WHAT TO PRODUCE:
The answer must consist of every line from the data that holds the string "bytes".

AVAILABLE DATA:
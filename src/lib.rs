pub mod api;
pub mod app;
pub mod cli;
pub mod config;
pub mod export;
pub mod generation;
pub mod global;
pub mod normalizer;
pub mod prompt;
pub mod service;
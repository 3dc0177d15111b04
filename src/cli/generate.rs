//! `generate` subcommand: one podcast straight to stdout.

use anyhow::{Context, Result};
use tracing::info;

use super::args::GenerateCliArgs;
use crate::app::build_service;
use crate::config::Config;
use crate::service::PodcastForm;

pub async fn handle_generate_command(args: GenerateCliArgs) -> Result<()> {
    let config = Config::load()?;
    let service = build_service(&config, args.raw)?;

    let form = PodcastForm {
        topic: Some(args.topic),
        podcaster_name: args.podcaster_name,
        guest_name: args.guest_name,
        language: args.language,
    };

    let transcript = service.generate(&form).await?;
    println!("{}", transcript.normalized);

    if let Some(path) = args.pdf {
        let document = service.export_pdf(&transcript.normalized).await?;
        tokio::fs::write(&path, &document.bytes)
            .await
            .with_context(|| format!("Failed to write PDF to {}", path.display()))?;
        info!("Wrote {} bytes to {}", document.bytes.len(), path.display());
    }

    Ok(())
}
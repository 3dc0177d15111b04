use async_trait::async_trait;
use serde::{Deserialize, Serialize};
use std::time::Duration;
use tracing::{debug, error, info};

use super::{GenerationError, TranscriptGenerator};
use crate::config::GenerationConfig;
use crate::prompt::Prompt;

#[derive(Debug, Serialize)]
struct ChatRequest<'a> {
    model: &'a str,
    messages: [ChatMessage<'a>; 2],
}

#[derive(Debug, Serialize)]
struct ChatMessage<'a> {
    role: &'static str,
    content: &'a str,
}

#[derive(Debug, Deserialize)]
struct ChatResponse {
    #[serde(default)]
    choices: Vec<ChatChoice>,
}

#[derive(Debug, Deserialize)]
struct ChatChoice {
    message: ChatChoiceMessage,
}

#[derive(Debug, Deserialize)]
struct ChatChoiceMessage {
    content: Option<String>,
}

#[derive(Debug, Deserialize)]
struct ErrorResponse {
    error: ErrorDetail,
}

#[derive(Debug, Deserialize)]
struct ErrorDetail {
    message: String,
    r#type: Option<String>,
    code: Option<String>,
}

/// Client for any OpenAI-compatible `/chat/completions` endpoint (Groq by default).
pub struct ChatCompletionsClient {
    client: reqwest::Client,
    endpoint: String,
    model: String,
    api_key: String,
}

impl ChatCompletionsClient {
    pub fn from_config(config: &GenerationConfig) -> Result<Self, GenerationError> {
        let api_key = config
            .api_key
            .as_deref()
            .map(str::trim)
            .filter(|k| !k.is_empty())
            .ok_or(GenerationError::MissingApiKey)?
            .to_string();

        let client = reqwest::Client::builder()
            .timeout(Duration::from_secs(config.timeout_seconds))
            .build()?;

        let endpoint = config.endpoint.trim().trim_end_matches('/').to_string();

        info!(
            "Initialized chat completions client with endpoint: {} (model {})",
            endpoint, config.model
        );

        Ok(Self {
            client,
            endpoint,
            model: config.model.clone(),
            api_key,
        })
    }

    fn request_url(&self) -> String {
        format!("{}/chat/completions", self.endpoint)
    }
}

#[async_trait]
impl TranscriptGenerator for ChatCompletionsClient {
    fn name(&self) -> &'static str {
        "Chat Completions API"
    }

    async fn generate(&self, prompt: &Prompt) -> Result<String, GenerationError> {
        let body = ChatRequest {
            model: &self.model,
            messages: [
                ChatMessage {
                    role: "system",
                    content: &prompt.system,
                },
                ChatMessage {
                    role: "user",
                    content: &prompt.user,
                },
            ],
        };

        debug!("Sending chat completion request to {}", self.request_url());

        let response = self
            .client
            .post(self.request_url())
            .bearer_auth(&self.api_key)
            .json(&body)
            .send()
            .await?;

        let status = response.status();
        let response_text = response.text().await?;

        if !status.is_success() {
            error!(
                "Chat completion request failed with status {}: {}",
                status, response_text
            );
            return Err(status_error(status.as_u16(), &response_text));
        }

        let text = parse_completion(&response_text)?;
        info!("Generation complete: {} chars", text.len());

        Ok(text)
    }
}

fn status_error(status: u16, body: &str) -> GenerationError {
    let message = match serde_json::from_str::<ErrorResponse>(body) {
        Ok(error_response) => format!(
            "{} (type: {:?}, code: {:?})",
            error_response.error.message, error_response.error.r#type, error_response.error.code
        ),
        Err(_) => body.to_string(),
    };
    GenerationError::Status { status, message }
}

fn parse_completion(body: &str) -> Result<String, GenerationError> {
    let payload: ChatResponse =
        serde_json::from_str(body).map_err(|e| GenerationError::Parse(e.to_string()))?;

    payload
        .choices
        .into_iter()
        .next()
        .and_then(|choice| choice.message.content)
        .filter(|content| !content.trim().is_empty())
        .ok_or(GenerationError::EmptyResponse)
}
//! Core types for playback management

use serde::{Deserialize, Serialize};
use std::time::Duration;

/// Track information for queue management
///
/// Immutable value handed over by the catalog. Two tracks are equal when
/// their identifiers are equal, regardless of the remaining metadata.
#[derive(Debug, Clone, Serialize, Deserialize)]
pub struct Track {
    /// Unique track identifier within a session
    pub id: String,

    /// Track title
    pub title: String,

    /// Artist name
    pub artist: String,

    /// Album name
    pub album: String,

    /// Cover art URL
    pub artwork_url: String,

    /// Preview/stream URL handed to the device driver
    pub stream_url: String,

    /// Track duration as advertised by the catalog, in seconds
    pub duration_secs: u32,
}

impl PartialEq for Track {
    fn eq(&self, other: &Self) -> bool {
        self.id == other.id
    }
}

impl Eq for Track {}

/// Playback state
#[derive(Debug, Clone, PartialEq, Eq, Serialize, Deserialize)]
pub enum PlaybackState {
    /// Waiting for the device to resolve the current track
    Loading,

    /// Currently playing
    Playing,

    /// Paused mid-track
    Paused,

    /// Nothing playing, position at zero
    Stopped,

    /// Loading or playback failed; cleared by the next load
    Error(String),
}

impl PlaybackState {
    pub fn is_playing(&self) -> bool {
        matches!(self, PlaybackState::Playing)
    }

    pub fn is_error(&self) -> bool {
        matches!(self, PlaybackState::Error(_))
    }
}

/// Configuration for the playback controller and its session runtime
#[derive(Debug, Clone, Serialize, Deserialize)]
#[serde(default)]
pub struct PlaybackConfig {
    /// Position sampling cadence (default: 100ms)
    pub sample_interval: Duration,

    /// Elapsed seconds after which "previous" restarts the track (default: 3)
    pub restart_threshold_secs: f64,

    /// Seconds jumped back by rewind (default: 10)
    pub rewind_step_secs: f64,

    /// Upper bound on the recently played window (default: 5)
    pub recent_cap: usize,

    /// Re-seed the recent window when fewer unseen tracks remain (default: 3)
    pub reseed_min_available: usize,

    /// Re-seeding only applies to queues longer than this (default: 5)
    pub reseed_min_queue: usize,

    /// Capacity of the broadcast event channel (default: 256)
    pub event_capacity: usize,

    /// Initial shuffle setting (default: off)
    pub shuffle: bool,
}

impl Default for PlaybackConfig {
    fn default() -> Self {
        Self {
            sample_interval: Duration::from_millis(100),
            restart_threshold_secs: 3.0,
            rewind_step_secs: 10.0,
            recent_cap: 5,
            reseed_min_available: 3,
            reseed_min_queue: 5,
            event_capacity: 256,
            shuffle: false,
        }
    }
}

/// Read-only view of the session for UI binding
#[derive(Debug, Clone, PartialEq, Serialize, Deserialize)]
pub struct PlaybackSnapshot {
    pub current_track: Option<Track>,
    pub state: PlaybackState,
    pub position: f64,
    pub duration: f64,
    pub progress: f64,
    pub shuffle_enabled: bool,
    pub queue_len: usize,
    pub current_index: Option<usize>,
}

impl Default for PlaybackSnapshot {
    fn default() -> Self {
        Self {
            current_track: None,
            state: PlaybackState::Stopped,
            position: 0.0,
            duration: 0.0,
            progress: 0.0,
            shuffle_enabled: false,
            queue_len: 0,
            current_index: None,
        }
    }
}

/// Format seconds as `m:ss` for display
pub fn format_time(seconds: f64) -> String {
    let total = if seconds.is_finite() && seconds > 0.0 {
        seconds as u64
    } else {
        0
    };
    format!("{}:{:02}", total / 60, total % 60)
}

#[cfg(test)]
mod tests {
    use super::*;

    fn track(id: &str, title: &str) -> Track {
        Track {
            id: id.to_string(),
            title: title.to_string(),
            artist: "Test Artist".to_string(),
            album: "Test Album".to_string(),
            artwork_url: String::new(),
            stream_url: format!("https://cdn.example.com/{}.mp3", id),
            duration_secs: 30,
        }
    }

    #[test]
    fn default_config() {
        let config = PlaybackConfig::default();
        assert_eq!(config.sample_interval, Duration::from_millis(100));
        assert_eq!(config.restart_threshold_secs, 3.0);
        assert_eq!(config.rewind_step_secs, 10.0);
        assert_eq!(config.recent_cap, 5);
        assert!(!config.shuffle);
    }

    #[test]
    fn track_equality_is_identifier_based() {
        assert_eq!(track("1", "Blinding Lights"), track("1", "Renamed"));
        assert_ne!(track("1", "Same"), track("2", "Same"));
    }

    #[test]
    fn format_time_minutes_and_seconds() {
        assert_eq!(format_time(0.0), "0:00");
        assert_eq!(format_time(9.9), "0:09");
        assert_eq!(format_time(201.0), "3:21");
        assert_eq!(format_time(-4.0), "0:00");
        assert_eq!(format_time(f64::NAN), "0:00");
    }

    #[test]
    fn error_state_carries_message() {
        let state = PlaybackState::Error("Invalid track URL".to_string());
        assert!(state.is_error());
        assert!(!state.is_playing());
        assert_eq!(state, PlaybackState::Error("Invalid track URL".to_string()));
    }
}
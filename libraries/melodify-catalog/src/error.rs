//! Error types for the catalog client.

use thiserror::Error;

/// Errors that can occur when talking to the catalog.
#[derive(Error, Debug)]
pub enum CatalogError {
    /// Base URL or request URL could not be built
    #[error("Invalid catalog URL: {0}")]
    InvalidUrl(String),

    /// Transport-level failure (DNS, connect, timeout, TLS)
    #[error("HTTP request failed: {0}")]
    Network(#[from] reqwest::Error),

    /// Response body did not match the expected shape
    #[error("Failed to parse response: {0}")]
    Decode(String),

    /// Non-2xx response
    #[error("Server error ({status})")]
    ServerError { status: u16 },
}

impl CatalogError {
    /// Text suitable for showing to the listener
    pub fn user_message(&self) -> String {
        match self {
            Self::InvalidUrl(_) => "Invalid request URL.".to_string(),
            Self::Network(_) => {
                "Network error. Please check your connection and try again.".to_string()
            }
            Self::Decode(_) => "Error processing data from the server.".to_string(),
            Self::ServerError { status } => {
                format!("Server error (code: {}). Please try again later.", status)
            }
        }
    }
}

/// Result type for catalog operations.
pub type Result<T> = std::result::Result<T, CatalogError>;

TASK RESULT:
        tokio::fs::write(&path, &document.bytes)
        info!("Wrote {} bytes to {}", document.bytes.len(), path.display());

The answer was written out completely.